BEGIN Source data
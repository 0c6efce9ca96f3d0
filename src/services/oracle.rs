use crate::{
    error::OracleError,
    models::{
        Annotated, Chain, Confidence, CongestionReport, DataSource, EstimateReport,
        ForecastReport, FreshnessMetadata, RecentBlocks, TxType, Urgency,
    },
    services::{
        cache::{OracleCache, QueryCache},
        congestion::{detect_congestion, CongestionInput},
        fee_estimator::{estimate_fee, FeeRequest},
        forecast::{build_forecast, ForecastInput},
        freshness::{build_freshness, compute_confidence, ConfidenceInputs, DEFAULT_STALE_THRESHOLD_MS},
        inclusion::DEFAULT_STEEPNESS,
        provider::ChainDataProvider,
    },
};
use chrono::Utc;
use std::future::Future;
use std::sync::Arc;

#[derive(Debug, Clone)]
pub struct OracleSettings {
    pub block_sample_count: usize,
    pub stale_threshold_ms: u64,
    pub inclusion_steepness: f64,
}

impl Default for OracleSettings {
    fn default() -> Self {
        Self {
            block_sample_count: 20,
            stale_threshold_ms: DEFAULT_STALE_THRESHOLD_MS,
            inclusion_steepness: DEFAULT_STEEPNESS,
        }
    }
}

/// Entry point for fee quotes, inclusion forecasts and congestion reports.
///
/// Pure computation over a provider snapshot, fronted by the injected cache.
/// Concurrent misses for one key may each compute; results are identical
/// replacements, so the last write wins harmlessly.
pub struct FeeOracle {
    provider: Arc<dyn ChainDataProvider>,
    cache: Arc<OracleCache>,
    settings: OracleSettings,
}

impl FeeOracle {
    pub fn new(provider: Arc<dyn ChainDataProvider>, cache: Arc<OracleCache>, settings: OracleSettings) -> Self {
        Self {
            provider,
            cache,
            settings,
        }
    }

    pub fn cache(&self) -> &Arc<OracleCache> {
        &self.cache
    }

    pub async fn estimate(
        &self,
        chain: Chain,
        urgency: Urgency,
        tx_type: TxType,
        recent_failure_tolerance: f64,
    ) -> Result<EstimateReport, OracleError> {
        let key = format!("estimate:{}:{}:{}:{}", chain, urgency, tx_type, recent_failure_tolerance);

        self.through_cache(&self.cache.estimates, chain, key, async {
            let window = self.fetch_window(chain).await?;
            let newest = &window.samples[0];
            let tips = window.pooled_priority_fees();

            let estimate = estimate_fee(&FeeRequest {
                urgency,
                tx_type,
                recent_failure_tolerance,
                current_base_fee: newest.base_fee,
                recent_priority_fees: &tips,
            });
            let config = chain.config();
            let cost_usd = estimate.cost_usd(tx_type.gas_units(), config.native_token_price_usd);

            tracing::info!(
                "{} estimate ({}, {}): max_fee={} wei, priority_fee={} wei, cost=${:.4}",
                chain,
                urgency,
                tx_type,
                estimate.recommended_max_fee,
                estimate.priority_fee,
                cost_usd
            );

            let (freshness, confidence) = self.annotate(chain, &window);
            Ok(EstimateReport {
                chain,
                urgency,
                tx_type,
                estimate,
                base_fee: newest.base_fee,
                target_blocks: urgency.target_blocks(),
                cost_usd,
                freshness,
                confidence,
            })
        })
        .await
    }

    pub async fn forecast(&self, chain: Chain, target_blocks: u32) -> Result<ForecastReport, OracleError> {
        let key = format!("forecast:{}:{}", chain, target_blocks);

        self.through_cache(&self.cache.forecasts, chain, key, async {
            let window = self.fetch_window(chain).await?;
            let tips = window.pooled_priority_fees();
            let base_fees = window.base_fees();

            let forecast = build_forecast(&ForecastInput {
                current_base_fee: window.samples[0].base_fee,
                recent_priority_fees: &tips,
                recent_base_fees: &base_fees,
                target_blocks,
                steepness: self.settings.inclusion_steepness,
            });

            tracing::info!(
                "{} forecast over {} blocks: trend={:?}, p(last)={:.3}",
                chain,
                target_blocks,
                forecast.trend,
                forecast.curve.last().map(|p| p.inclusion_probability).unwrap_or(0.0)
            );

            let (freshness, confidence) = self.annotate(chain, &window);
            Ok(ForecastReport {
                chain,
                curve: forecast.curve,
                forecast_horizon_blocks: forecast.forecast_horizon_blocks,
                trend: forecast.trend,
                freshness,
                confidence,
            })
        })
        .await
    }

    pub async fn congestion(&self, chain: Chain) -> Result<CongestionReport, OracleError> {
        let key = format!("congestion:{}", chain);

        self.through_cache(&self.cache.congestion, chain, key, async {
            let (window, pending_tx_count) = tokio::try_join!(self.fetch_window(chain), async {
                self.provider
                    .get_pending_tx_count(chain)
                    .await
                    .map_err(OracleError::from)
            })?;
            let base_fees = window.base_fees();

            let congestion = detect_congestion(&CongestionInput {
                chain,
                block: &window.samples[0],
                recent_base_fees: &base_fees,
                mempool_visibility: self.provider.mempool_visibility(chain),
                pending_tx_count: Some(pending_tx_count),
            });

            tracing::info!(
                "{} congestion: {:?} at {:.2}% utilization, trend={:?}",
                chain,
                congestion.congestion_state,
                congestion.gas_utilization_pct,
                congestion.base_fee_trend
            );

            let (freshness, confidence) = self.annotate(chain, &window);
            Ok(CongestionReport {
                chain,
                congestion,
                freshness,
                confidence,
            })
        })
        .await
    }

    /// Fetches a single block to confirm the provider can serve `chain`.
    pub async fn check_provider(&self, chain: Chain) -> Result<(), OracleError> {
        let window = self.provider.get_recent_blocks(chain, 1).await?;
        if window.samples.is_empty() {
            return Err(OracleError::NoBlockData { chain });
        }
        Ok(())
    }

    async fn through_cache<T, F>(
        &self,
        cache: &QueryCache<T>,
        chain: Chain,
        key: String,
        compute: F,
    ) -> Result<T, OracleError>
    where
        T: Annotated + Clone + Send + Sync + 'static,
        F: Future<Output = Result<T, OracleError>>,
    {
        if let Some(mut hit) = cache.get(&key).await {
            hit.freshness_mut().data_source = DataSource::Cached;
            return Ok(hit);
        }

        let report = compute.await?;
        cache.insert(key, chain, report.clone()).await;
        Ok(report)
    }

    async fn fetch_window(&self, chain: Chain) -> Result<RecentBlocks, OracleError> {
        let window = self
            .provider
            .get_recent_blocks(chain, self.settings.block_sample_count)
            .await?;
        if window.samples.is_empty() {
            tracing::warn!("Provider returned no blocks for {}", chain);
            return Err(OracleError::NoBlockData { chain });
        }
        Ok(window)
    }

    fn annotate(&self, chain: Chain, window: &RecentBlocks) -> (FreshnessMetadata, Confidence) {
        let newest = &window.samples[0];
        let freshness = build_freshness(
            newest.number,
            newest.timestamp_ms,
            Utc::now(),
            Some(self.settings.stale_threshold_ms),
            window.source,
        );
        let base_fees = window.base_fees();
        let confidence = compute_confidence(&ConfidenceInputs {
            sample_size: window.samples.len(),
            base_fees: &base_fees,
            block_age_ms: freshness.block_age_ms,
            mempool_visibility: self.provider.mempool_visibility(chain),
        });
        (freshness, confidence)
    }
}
END Source data
Within the material, how many lines hold "Annotated"? Say only the number.

2